Daar tjuikt de nachtegaal zijn teeder lied,
Tevreden, dat hij 't klagend lied mag zingen,--
Waarom hij zingt, dat weet de zanger niet;
Wat rusten kan, voelt zich de rust doordringen,--
Ook ik. Ik weet niet, wat ik denken moet,
Doch voel het: wie tevreden is, is goed.
LXXXVII
DE SCHEPER
Een zee van golvend purper, in verbazen
En ademloos, verstijfd--als waar' zij dood--
Bij 't zien van 't eindloos-vlammend avond-rood....
Zoo schijnt de heide, waar wie honig lazen
Met de' avond-last langs bloem en purper razen,
Om niet te keeren, voor de nacht ontvlood,--
En, scheidend, houdt de delling in haar schoot
De blanke heerden, die al ruischend grazen:
De waaksche wolf, die zich geen wolf betoont,
Likt speelsch de staf-en-handen van den herder,
Die twintig kudden eenzaam heeft gehoed;
En met een blik, waarin de liefde woont,
Drijft hij de wit-gewolde wolkjes verder....

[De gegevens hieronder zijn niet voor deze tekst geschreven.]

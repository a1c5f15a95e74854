//! Experience and level-up arithmetic.
//!
//! A record levels up when its experience reaches `level * 100`. Only one
//! level-up is evaluated per call: overshooting several thresholds still
//! advances a single level, and the surplus experience is discarded.

use super::types::AccountRecord;

/// Flat coin bonus paid on every level-up, independent of the new level.
pub const LEVEL_UP_BONUS: u64 = 5_000;

/// Outcome of a single [`add_experience`] call.
#[derive(Debug, Clone, Copy, PartialEq, Eq)]
pub enum LevelUp {
    None,
    Reached { level: u32, bonus: u64 },
}

impl LevelUp {
    pub fn happened(&self) -> bool {
        matches!(self, LevelUp::Reached { .. })
    }
}

/// Add `amount` experience to `record`, applying at most one level-up.
pub fn add_experience(record: &mut AccountRecord, amount: u64) -> LevelUp {
    record.xp = record.xp.saturating_add(amount);
    if record.xp < record.xp_to_next_level() {
        return LevelUp::None;
    }
    record.level = record.level.saturating_add(1);
    record.xp = 0;
    record.coins = record.coins.saturating_add(LEVEL_UP_BONUS);
    LevelUp::Reached {
        level: record.level,
        bonus: LEVEL_UP_BONUS,
    }
}

#[cfg(test)]
mod tests {
    use super::*;

    #[test]
    fn below_threshold_only_accumulates() {
        let mut record = AccountRecord::new();
        assert_eq!(add_experience(&mut record, 50), LevelUp::None);
        assert_eq!(record.xp, 50);
        assert_eq!(record.level, 1);
        assert_eq!(record.coins, 10_000);
    }

    #[test]
    fn reaching_threshold_levels_up_and_pays_bonus() {
        let mut record = AccountRecord::new();
        record.xp = 50;
        let outcome = add_experience(&mut record, 50);
        assert_eq!(outcome, LevelUp::Reached { level: 2, bonus: 5_000 });
        assert_eq!(record.xp, 0);
        assert_eq!(record.coins, 15_000);
    }

    #[test]
    fn overshoot_yields_one_level_and_drops_remainder() {
        let mut record = AccountRecord::new();
        let outcome = add_experience(&mut record, 1_000);
        assert!(outcome.happened());
        assert_eq!(record.level, 2);
        assert_eq!(record.xp, 0);
        assert_eq!(record.coins, 15_000);
    }
}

En ziet naar hen, de heide en de' avond-gloed.
LXXXVIII
WILG EN POPEL
Meen niet, dat eene deugd voor allen past!--
De popel streeft omhoog met trotsch verachten
Der aarde, en 't harte popelt haar van smachten
Naar 't blauw des hemels, waar de vrede wast;
De treurwilg nijgt en loot en loover-last,
Die 't water zoeken met een hoopvol trachten:
En lijdzaam op de blijde stonde wachten,
Dat zij door golfjes worden overplast:
Men moet den popel, die zich buigt, verachten,
De treurwilg, die de wolken zoekt, misdoet,--
Want elk moet, wat hem past te doen, betrachten:
Wie, wat zijn aard beveelt, verricht, is goed:
De duif zij zacht, maar de arend toon' zijn krachten,
En gal zij bitter, maar de honig zoet.
LXXXIX
IDEALEN
"Mijn ideaal van zaligheid en deugd,
't Volmaakte, waar ik immer naar zal streven,"
--Zoo spreekt de roos--"is een kortstondig leven,
Vol kleur en geur en teederheid en jeugd."
"Is dat me een ideaal!"--spreekt de eik--"Geneucht,
Te zien geslachten na geslachten sneven,
En eenzaam, boven lot en dood verheven,
Te staan in statige, eeuwig-kalme vreugd."
En 't kroos der poel: "Waar dwazen al naar talen!
Ik wensch voor alle streven 't eenig loon:
Uit water kiemen, en er dood in dalen."
De hemel lacht, en spreekt op blijden toon:
"Braaf! gij gevoelt uw plicht! Dit toont uw smalen....
Volmaakt u, dan wordt ge allen goed en schoon!"